Task prompt
Wherever "other" appears in a line of the listing, report that line.

═══

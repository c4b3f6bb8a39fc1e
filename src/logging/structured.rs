//! Structured logging setup using tracing
//!
//! Console output is always on. With `logging.local_enabled` a JSON file
//! layer is added that rolls daily, hourly or never.
//!
//! # Example
//!
//! ```no_run
//! use shiplabel::logging::init_logging;
//! use shiplabel::config::LoggingConfig;
//!
//! let config = LoggingConfig::default();
//! let _guard = init_logging("info", &config).expect("Failed to initialize logging");
//! ```

use crate::config::LoggingConfig;
use crate::domain::{Result, ShiplabelError};
use tracing::Level;
use tracing_appender::non_blocking::WorkerGuard;
use tracing_appender::rolling::{RollingFileAppender, Rotation};
use tracing_subscriber::layer::SubscriberExt;
use tracing_subscriber::util::SubscriberInitExt;
use tracing_subscriber::{EnvFilter, Layer};

const LOG_FILE_PREFIX: &str = "shiplabel.log";

/// Guard that must be kept alive for the duration of the program
/// to ensure logs are flushed properly
pub struct LoggingGuard {
    _file_guard: Option<WorkerGuard>,
}

impl LoggingGuard {
    fn new(file_guard: Option<WorkerGuard>) -> Self {
        Self {
            _file_guard: file_guard,
        }
    }
}

/// Initialize the logging system based on configuration
///
/// `RUST_LOG`, when set, takes precedence over `log_level_str`.
///
/// # Arguments
///
/// * `log_level_str` - Log level as a string (trace, debug, info, warn, error)
/// * `config` - Logging configuration
///
/// # Returns
///
/// A `LoggingGuard` that must be kept alive for the duration of the program
pub fn init_logging(log_level_str: &str, config: &LoggingConfig) -> Result<LoggingGuard> {
    let log_level = parse_log_level(log_level_str)?;

    let env_filter = EnvFilter::try_from_default_env()
        .unwrap_or_else(|_| EnvFilter::new(format!("shiplabel={log_level}")));

    let mut layers = Vec::new();

    let console_layer = tracing_subscriber::fmt::layer()
        .with_target(true)
        .with_filter(env_filter.clone());
    layers.push(console_layer.boxed());

    let file_guard = if config.local_enabled {
        let rotation = parse_rotation(&config.local_rotation)?;

        std::fs::create_dir_all(&config.local_path).map_err(|e| {
            ShiplabelError::Configuration(format!(
                "Failed to create log directory {}: {e}",
                config.local_path
            ))
        })?;

        let file_appender = RollingFileAppender::new(rotation, &config.local_path, LOG_FILE_PREFIX);
        let (non_blocking, guard) = tracing_appender::non_blocking(file_appender);

        let file_layer = tracing_subscriber::fmt::layer()
            .json()
            .with_target(true)
            .with_writer(non_blocking)
            .with_filter(env_filter);

        layers.push(file_layer.boxed());
        Some(guard)
    } else {
        None
    };

    tracing_subscriber::registry()
        .with(layers)
        .try_init()
        .map_err(|e| ShiplabelError::Configuration(format!("Failed to initialize logging: {e}")))?;

    tracing::debug!(
        local_enabled = config.local_enabled,
        local_path = %config.local_path,
        "Logging initialized"
    );

    Ok(LoggingGuard::new(file_guard))
}

/// Parse log level from string
fn parse_log_level(level_str: &str) -> Result<Level> {
    match level_str.to_lowercase().as_str() {
        "trace" => Ok(Level::TRACE),
        "debug" => Ok(Level::DEBUG),
        "info" => Ok(Level::INFO),
        "warn" => Ok(Level::WARN),
        "error" => Ok(Level::ERROR),
        _ => Err(ShiplabelError::Configuration(format!(
            "Invalid log level: {level_str}. Must be one of: trace, debug, info, warn, error"
        ))),
    }
}

fn parse_rotation(rotation: &str) -> Result<Rotation> {
    match rotation {
        "daily" => Ok(Rotation::DAILY),
        "hourly" => Ok(Rotation::HOURLY),
        "never" => Ok(Rotation::NEVER),
        other => Err(ShiplabelError::Configuration(format!(
            "Invalid log rotation: {other}. Must be one of: daily, hourly, never"
        ))),
    }
}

═══

Task solution
        other => Err(ShiplabelError::Configuration(format!(
            "Invalid log rotation: {other}. Must be one of: daily, hourly, never"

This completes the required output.